_Aim of the exercise_:
Line by line, write out the material exactly.

Segment Start: Records supplied

//! Purpose: Per-session network-stream transport behind the HTTP endpoint.
//! Exports: `SessionTransport`.
//! Role: Serializes one session's inbound requests and owns its server-push channel.
//! Invariants: Inbound messages of one session are dispatched strictly in arrival order.
//! Invariants: Closing cancels only this session's queued and in-flight work.
//! Invariants: At most one live push subscriber; the push channel ends when the session closes.
//! Invariants: Handlers reach the push channel through the `Peer` the worker hands them.

use std::fmt;
use std::sync::{Arc, Mutex, Weak};

use serde_json::Value;
use tokio::sync::{mpsc, oneshot};
use tracing::{debug, warn};

use super::{CloseHook, CloseSignal, Transport, closed_error, wait_closed};
use crate::core::error::{Error, ErrorKind};
use crate::mcp::{DispatchOutcome, McpDispatcher};
use crate::registry::Peer;

const INBOUND_QUEUE: usize = 64;

struct Inbound {
    message: Value,
    reply: oneshot::Sender<DispatchOutcome>,
}

pub struct SessionTransport {
    session_id: String,
    inbound: mpsc::Sender<Inbound>,
    inbound_rx: Mutex<Option<mpsc::Receiver<Inbound>>>,
    push: Mutex<Option<mpsc::Sender<Value>>>,
    push_buffer: usize,
    signal: CloseSignal,
}

impl SessionTransport {
    pub fn new(session_id: impl Into<String>, push_buffer: usize) -> Self {
        let (inbound, inbound_rx) = mpsc::channel(INBOUND_QUEUE);
        Self {
            session_id: session_id.into(),
            inbound,
            inbound_rx: Mutex::new(Some(inbound_rx)),
            push: Mutex::new(None),
            push_buffer: push_buffer.max(1),
            signal: CloseSignal::new(),
        }
    }

    pub fn session_id(&self) -> &str {
        &self.session_id
    }

    /// Queues one client message and waits for the pipeline's outcome.
    pub async fn handle(&self, message: Value) -> Result<DispatchOutcome, Error> {
        if self.signal.is_closed() {
            return Err(closed_error(Some(&self.session_id)));
        }
        let (reply, outcome) = oneshot::channel();
        self.inbound
            .send(Inbound { message, reply })
            .await
            .map_err(|_| closed_error(Some(&self.session_id)))?;
        outcome.await.map_err(|_| {
            Error::new(ErrorKind::Transport)
                .with_message("session closed before reply")
                .with_session(self.session_id.clone())
        })
    }

    /// Opens the server-push channel. A second live subscriber is refused.
    pub fn subscribe(&self) -> Result<mpsc::Receiver<Value>, Error> {
        if self.signal.is_closed() {
            return Err(closed_error(Some(&self.session_id)));
        }
        let mut push = self.push.lock().unwrap_or_else(|p| p.into_inner());
        if push.as_ref().is_some_and(|existing| !existing.is_closed()) {
            return Err(Error::new(ErrorKind::AlreadyExists)
                .with_message("push stream already open")
                .with_session(self.session_id.clone()));
        }
        let (sender, receiver) = mpsc::channel(self.push_buffer);
        *push = Some(sender);
        Ok(receiver)
    }
}

impl fmt::Debug for SessionTransport {
    fn fmt(&self, f: &mut fmt::Formatter<'_>) -> fmt::Result {
        f.debug_struct("SessionTransport")
            .field("session_id", &self.session_id)
            .field("closed", &self.signal.is_closed())
            .finish_non_exhaustive()
    }
}

impl Transport for SessionTransport {
    fn bind(
        self: Arc<Self>,
        pipeline: Arc<McpDispatcher>,
        on_close: CloseHook,
    ) -> Result<(), Error> {
        let inbound = self
            .inbound_rx
            .lock()
            .unwrap_or_else(|p| p.into_inner())
            .take()
            .ok_or_else(|| {
                Error::new(ErrorKind::Usage)
                    .with_message("session transport is already bound")
                    .with_session(self.session_id.clone())
            })?;
        if self.signal.is_closed() {
            return Err(closed_error(Some(&self.session_id)));
        }
        self.signal.set_hook(on_close)?;
        tokio::spawn(serve_session(
            session_peer(&self.session_id, Arc::downgrade(&self)),
            inbound,
            pipeline,
            self.signal.subscribe(),
        ));
        Ok(())
    }

    fn send(&self, message: Value) -> Result<(), Error> {
        if self.signal.is_closed() {
            return Err(closed_error(Some(&self.session_id)));
        }
        let mut push = self.push.lock().unwrap_or_else(|p| p.into_inner());
        let Some(sender) = push.as_ref() else {
            debug!(session = %self.session_id, "no push subscriber; message dropped");
            return Ok(());
        };
        match sender.try_send(message) {
            Ok(()) => Ok(()),
            Err(mpsc::error::TrySendError::Full(_)) => Err(Error::new(ErrorKind::Transport)
                .with_message("push buffer full")
                .with_session(self.session_id.clone())),
            Err(mpsc::error::TrySendError::Closed(_)) => {
                *push = None;
                debug!(session = %self.session_id, "push subscriber went away; message dropped");
                Ok(())
            }
        }
    }

    fn close(&self) {
        if self.signal.close() {
            self.push.lock().unwrap_or_else(|p| p.into_inner()).take();
            debug!(session = %self.session_id, "session transport closed");
        }
    }

    fn is_closed(&self) -> bool {
        self.signal.is_closed()
    }
}

fn session_peer(session_id: &str, transport: Weak<SessionTransport>) -> Peer {
    let id = session_id.to_string();
    Peer::new(Some(id.clone()), move |message| match transport.upgrade() {
        Some(transport) => transport.send(message),
        None => Err(closed_error(Some(&id))),
    })
}

async fn serve_session(
    peer: Peer,
    mut inbound: mpsc::Receiver<Inbound>,
    pipeline: Arc<McpDispatcher>,
    mut closed: tokio::sync::watch::Receiver<bool>,
) {
    let session_id = peer.session_id().unwrap_or_default().to_string();
    loop {
        let next = tokio::select! {
            biased;
            _ = wait_closed(&mut closed) => break,
            next = inbound.recv() => next,
        };
        let Some(Inbound { message, reply }) = next else {
            break;
        };
        let mut dispatch_closed = closed.clone();
        let outcome = tokio::select! {
            _ = wait_closed(&mut dispatch_closed) => break,
            outcome = pipeline.dispatch_value_from(message, &peer) => outcome,
        };
        if reply.send(outcome).is_err() {
            warn!(session = %session_id, "caller went away before reply");
        }
    }
    debug!(session = %session_id, "session worker stopped");
}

Segment End: Records supplied

_Completed task_:
//! Purpose: Per-session network-stream transport behind the HTTP endpoint.
//! Exports: `SessionTransport`.
//! Role: Serializes one session's inbound requests and owns its server-push channel.
//! Invariants: Inbound messages of one session are dispatched strictly in arrival order.
//! Invariants: Closing cancels only this session's queued and in-flight work.
//! Invariants: At most one live push subscriber; the push channel ends when the session closes.
//! Invariants: Handlers reach the push channel through the `Peer` the worker hands them.

use std::fmt;
use std::sync::{Arc, Mutex, Weak};

use serde_json::Value;
use tokio::sync::{mpsc, oneshot};
use tracing::{debug, warn};

use super::{CloseHook, CloseSignal, Transport, closed_error, wait_closed};
use crate::core::error::{Error, ErrorKind};
use crate::mcp::{DispatchOutcome, McpDispatcher};
use crate::registry::Peer;

const INBOUND_QUEUE: usize = 64;

struct Inbound {
    message: Value,
    reply: oneshot::Sender<DispatchOutcome>,
}

pub struct SessionTransport {
    session_id: String,
    inbound: mpsc::Sender<Inbound>,
    inbound_rx: Mutex<Option<mpsc::Receiver<Inbound>>>,
    push: Mutex<Option<mpsc::Sender<Value>>>,
    push_buffer: usize,
    signal: CloseSignal,
}

impl SessionTransport {
    pub fn new(session_id: impl Into<String>, push_buffer: usize) -> Self {
        let (inbound, inbound_rx) = mpsc::channel(INBOUND_QUEUE);
        Self {
            session_id: session_id.into(),
            inbound,
            inbound_rx: Mutex::new(Some(inbound_rx)),
            push: Mutex::new(None),
            push_buffer: push_buffer.max(1),
            signal: CloseSignal::new(),
        }
    }

    pub fn session_id(&self) -> &str {
        &self.session_id
    }

    /// Queues one client message and waits for the pipeline's outcome.
    pub async fn handle(&self, message: Value) -> Result<DispatchOutcome, Error> {
        if self.signal.is_closed() {
            return Err(closed_error(Some(&self.session_id)));
        }
        let (reply, outcome) = oneshot::channel();
        self.inbound
            .send(Inbound { message, reply })
            .await
            .map_err(|_| closed_error(Some(&self.session_id)))?;
        outcome.await.map_err(|_| {
            Error::new(ErrorKind::Transport)
                .with_message("session closed before reply")
                .with_session(self.session_id.clone())
        })
    }

    /// Opens the server-push channel. A second live subscriber is refused.
    pub fn subscribe(&self) -> Result<mpsc::Receiver<Value>, Error> {
        if self.signal.is_closed() {
            return Err(closed_error(Some(&self.session_id)));
        }
        let mut push = self.push.lock().unwrap_or_else(|p| p.into_inner());
        if push.as_ref().is_some_and(|existing| !existing.is_closed()) {
            return Err(Error::new(ErrorKind::AlreadyExists)
                .with_message("push stream already open")
                .with_session(self.session_id.clone()));
        }
        let (sender, receiver) = mpsc::channel(self.push_buffer);
        *push = Some(sender);
        Ok(receiver)
    }
}

impl fmt::Debug for SessionTransport {
    fn fmt(&self, f: &mut fmt::Formatter<'_>) -> fmt::Result {
        f.debug_struct("SessionTransport")
            .field("session_id", &self.session_id)
            .field("closed", &self.signal.is_closed())
            .finish_non_exhaustive()
    }
}

impl Transport for SessionTransport {
    fn bind(
        self: Arc<Self>,
        pipeline: Arc<McpDispatcher>,
        on_close: CloseHook,
    ) -> Result<(), Error> {
        let inbound = self
            .inbound_rx
            .lock()
            .unwrap_or_else(|p| p.into_inner())
            .take()
            .ok_or_else(|| {
                Error::new(ErrorKind::Usage)
                    .with_message("session transport is already bound")
                    .with_session(self.session_id.clone())
            })?;
        if self.signal.is_closed() {
            return Err(closed_error(Some(&self.session_id)));
        }
        self.signal.set_hook(on_close)?;
        tokio::spawn(serve_session(
            session_peer(&self.session_id, Arc::downgrade(&self)),
            inbound,
            pipeline,
            self.signal.subscribe(),
        ));
        Ok(())
    }

    fn send(&self, message: Value) -> Result<(), Error> {
        if self.signal.is_closed() {
            return Err(closed_error(Some(&self.session_id)));
        }
        let mut push = self.push.lock().unwrap_or_else(|p| p.into_inner());
        let Some(sender) = push.as_ref() else {
            debug!(session = %self.session_id, "no push subscriber; message dropped");
            return Ok(());
        };
        match sender.try_send(message) {
            Ok(()) => Ok(()),
            Err(mpsc::error::TrySendError::Full(_)) => Err(Error::new(ErrorKind::Transport)
                .with_message("push buffer full")
                .with_session(self.session_id.clone())),
            Err(mpsc::error::TrySendError::Closed(_)) => {
                *push = None;
                debug!(session = %self.session_id, "push subscriber went away; message dropped");
                Ok(())
            }
        }
    }

    fn close(&self) {
        if self.signal.close() {
            self.push.lock().unwrap_or_else(|p| p.into_inner()).take();
            debug!(session = %self.session_id, "session transport closed");
        }
    }

    fn is_closed(&self) -> bool {
        self.signal.is_closed()
    }
}

fn session_peer(session_id: &str, transport: Weak<SessionTransport>) -> Peer {
    let id = session_id.to_string();
    Peer::new(Some(id.clone()), move |message| match transport.upgrade() {
        Some(transport) => transport.send(message),
        None => Err(closed_error(Some(&id))),
    })
}

async fn serve_session(
    peer: Peer,
    mut inbound: mpsc::Receiver<Inbound>,
    pipeline: Arc<McpDispatcher>,
    mut closed: tokio::sync::watch::Receiver<bool>,
) {
    let session_id = peer.session_id().unwrap_or_default().to_string();
    loop {
        let next = tokio::select! {
            biased;
            _ = wait_closed(&mut closed) => break,
            next = inbound.recv() => next,
        };
        let Some(Inbound { message, reply }) = next else {
            break;
        };
        let mut dispatch_closed = closed.clone();
        let outcome = tokio::select! {
            _ = wait_closed(&mut dispatch_closed) => break,
            outcome = pipeline.dispatch_value_from(message, &peer) => outcome,
        };
        if reply.send(outcome).is_err() {
            warn!(session = %session_id, "caller went away before reply");
        }
    }
    debug!(session = %session_id, "session worker stopped");
}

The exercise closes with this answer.